Ni las privadas son responsables de la infradotación de plazas públicas, ni cerrarlas contribuiría a solventar ese cuello de botella

De hecho, las cifras de evolución de alumnos matriculados no parecen avalar la tesis de que está habiendo un efecto crowding out desde la pública a la privada: en el curso académico 2017-2018, el número de alumnos de las universidades públicas ascendía a 1,09 millones mientras que el de alumnos en centros privados fue de 196.000; un lustro después, los alumnos matriculados en la universidad pública apenas habían variado (una caída de menos de 14.000 alumnos) mientras que los de las privadas se incrementaron hasta los 300.000. El saldo neto, pues, ha sido el de un aumento del número total de estudiantes en el sistema universitario español. Incluso en la Comunidad de Madrid, la autonomía a la que suele ponerse como ejemplo de desmembramiento del Estado de Bienestar, las cifras son claras: durante ese período, el número de alumnos en universidades públicas ha caído en 8.000 (desde 182.000 a 174.000) y los matriculados en universidades privadas han subido en 29.000 (desde 51.000 a 80.000). No es un juego de suma cero, sino de suma positiva.

Por otro lado, la apelación a la calidad académica como coartada para cerrar universidades privadas se da de bruces con las propias exigencias que pretende imponer el Real Decreto. Por ejemplo, requerir un mínimo de 4.500 alumnos o que la universidad ofrezca en sus grados, máster y doctorados títulos de al menos tres de las cinco ramas del saber (Artes y Humanidades, Ciencias, Ciencias de la Salud, Ciencias Sociales e Ingeniería y Arquitectura) son condiciones contrarias a la especialización, cuando la especialización del conocimiento es la garantía de la calidad en la generación y transmisión de ese conocimiento. ¿Desde cuándo un centro universitario se vuelve de mayor calidad por tener más alumnos o por impartir titulaciones de áreas completamente inconexas entre sí? O en sentido contrario, ¿por qué hay que presuponer que un centro universitario que concentra sus recursos en ofertar unas muy buenas titulaciones dentro de una misma área del conocimiento a un número reducido de alumnos (y a los que, por tanto, se puede brindar una atención más personalizada) ha de exhibir menor calidad que otro centro universitario que multiplica su oferta académica sin orden ni concierto y que se masifica expidiendo títulos como churros? O expresado aun de otro modo, ¿por qué deberíamos suponer que universidades como Caltech o École Polytechnique (con un reducido grupo de alumnos y una especialización relativa) han de ser peores que la Universidad Complutense de Madrid o la Universidad de Granada? El Gobierno pretende deshacer el modelo de universidades privadas “nicho” para generalizar un modelo grisáceo de universidades privadas vulgares y generalistas.

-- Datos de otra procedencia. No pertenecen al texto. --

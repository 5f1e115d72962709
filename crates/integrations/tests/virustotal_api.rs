//! URL scanning client against an in-process fake of the scanning API.

mod common;

use std::collections::HashMap;
use std::time::Duration;

use axum::extract::Path;
use axum::http::{HeaderMap, StatusCode};
use axum::response::{IntoResponse, Response};
use axum::routing::{get, post};
use axum::{Form, Json, Router};
use serde_json::json;

use autobridge_integrations::virustotal::VirusTotalSettings;
use autobridge_integrations::{ScanService, VirusTotalClient};

use common::serve;

fn authorized(headers: &HeaderMap) -> bool {
    headers.get("x-apikey").and_then(|v| v.to_str().ok()) == Some("K")
}

async fn submit(headers: HeaderMap, Form(form): Form<HashMap<String, String>>) -> Response {
    if !authorized(&headers) {
        return (StatusCode::UNAUTHORIZED, "bad key").into_response();
    }
    match form.get("url").map(String::as_str) {
        Some("https://evil.example") => Json(json!({"data": {"id": "evil-1"}})).into_response(),
        Some("https://no-id.example") => Json(json!({"data": {}})).into_response(),
        Some(_) => Json(json!({"data": {"id": "clean-1"}})).into_response(),
        None => (StatusCode::BAD_REQUEST, "missing url").into_response(),
    }
}

async fn analysis(headers: HeaderMap, Path(id): Path<String>) -> Response {
    if !authorized(&headers) {
        return (StatusCode::UNAUTHORIZED, "bad key").into_response();
    }
    let stats = match id.as_str() {
        "evil-1" => json!({"malicious": 5, "harmless": 60}),
        _ => json!({"malicious": 0, "harmless": 70}),
    };
    Json(json!({"data": {"attributes": {"status": "completed", "stats": stats}}})).into_response()
}

async fn fake_scanner() -> String {
    let router = Router::new()
        .route("/urls", post(submit))
        .route("/analyses/{id}", get(analysis));
    serve(router).await
}

fn client(base_url: String, api_key: &str) -> VirusTotalClient {
    VirusTotalClient::new(VirusTotalSettings {
        api_key: Some(api_key.to_string()),
        base_url,
        timeout: Duration::from_secs(5),
        retries: 0,
    })
}

#[tokio::test]
async fn clean_url_reports_zero_malicious() {
    let base = fake_scanner().await;
    let report = client(base, "K").scan_url("https://example.com").await;

    assert!(report.success, "unexpected failure: {:?}", report.error_message);
    assert_eq!(report.analysis_id.as_deref(), Some("clean-1"));
    assert_eq!(report.status.as_deref(), Some("completed"));
    assert_eq!(report.malicious_count(), Some(0));
}

#[tokio::test]
async fn malicious_url_reports_counts() {
    let base = fake_scanner().await;
    let report = client(base, "K").scan_url("https://evil.example").await;

    assert!(report.success);
    assert_eq!(report.malicious_count(), Some(5));
    assert_eq!(report.stats["harmless"], 60);
}

#[tokio::test]
async fn missing_analysis_id_is_failure() {
    let base = fake_scanner().await;
    let report = client(base, "K").scan_url("https://no-id.example").await;

    assert!(!report.success);
    assert_eq!(
        report.error_message.as_deref(),
        Some("No analysis ID returned from VirusTotal")
    );
}

#[tokio::test]
async fn rejected_key_reports_http_status() {
    let base = fake_scanner().await;
    let report = client(base, "wrong").scan_url("https://example.com").await;

    assert!(!report.success);
    assert_eq!(report.error_message.as_deref(), Some("HTTP 401: bad key"));
}

#[tokio::test]
async fn unreachable_service_is_failure_after_retries() {
    let client = VirusTotalClient::new(VirusTotalSettings {
        api_key: Some("K".into()),
        base_url: "http://127.0.0.1:1".into(),
        timeout: Duration::from_secs(1),
        retries: 1,
    });
    let report = client.scan_url("https://example.com").await;

    assert!(!report.success);
    assert!(report
        .error_message
        .as_deref()
        .is_some_and(|m| m.starts_with("Request failed")));
}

No, las nuevas regulaciones que promueve el Gobierno socialista no tienen como objetivo ni potenciar la cohesión social ni mejorar la calidad de las universidades públicas o privadas, sino elevar su estructura de costes -para dificultar la entrada de nuevos competidores- y, sobre todo, otorgar justificaciones leguleyas para que el Ministerio pueda cerrar universidades privadas, esto es, pueda atentar contra la libertad educativa dentro de España. Porque a nada le tiene más miedo este gobierno que a una auténtica libertad y pluralidad de pensamiento capaz de desarmar sus bulos ideológicos y su propaganda servilizante.

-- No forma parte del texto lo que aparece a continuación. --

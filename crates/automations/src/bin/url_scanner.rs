use std::process::ExitCode;

use autobridge_automations::{UrlScanner, DEFAULT_LOG_DIRECTIVE};
use autobridge_core::telemetry::init_stderr_tracing;

#[tokio::main(flavor = "current_thread")]
async fn main() -> ExitCode {
    dotenvy::dotenv().ok();
    init_stderr_tracing(DEFAULT_LOG_DIRECTIVE);

    autobridge_runtime::run_once(&UrlScanner::new()).await
}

El Gobierno socialista de Pedro Sánchez tiene miedo: tiene miedo de la pluralidad universitaria, tiene miedo de la competencia universitaria y tiene miedo de la libertad de elección universitaria. Por eso está cocinando un Real Decreto con el que pretende forzar el cierre de muchas de las universidades privadas que han ido ganándose el favor de los estudiantes españoles durante los últimos años. Las dos principales excusas que está empleando para sacar adelante este decreto censor son la “cohesión social” y la “calidad académica”. Pero ni la una ni la otra justifican lo más mínimo los planes del Ejecutivo.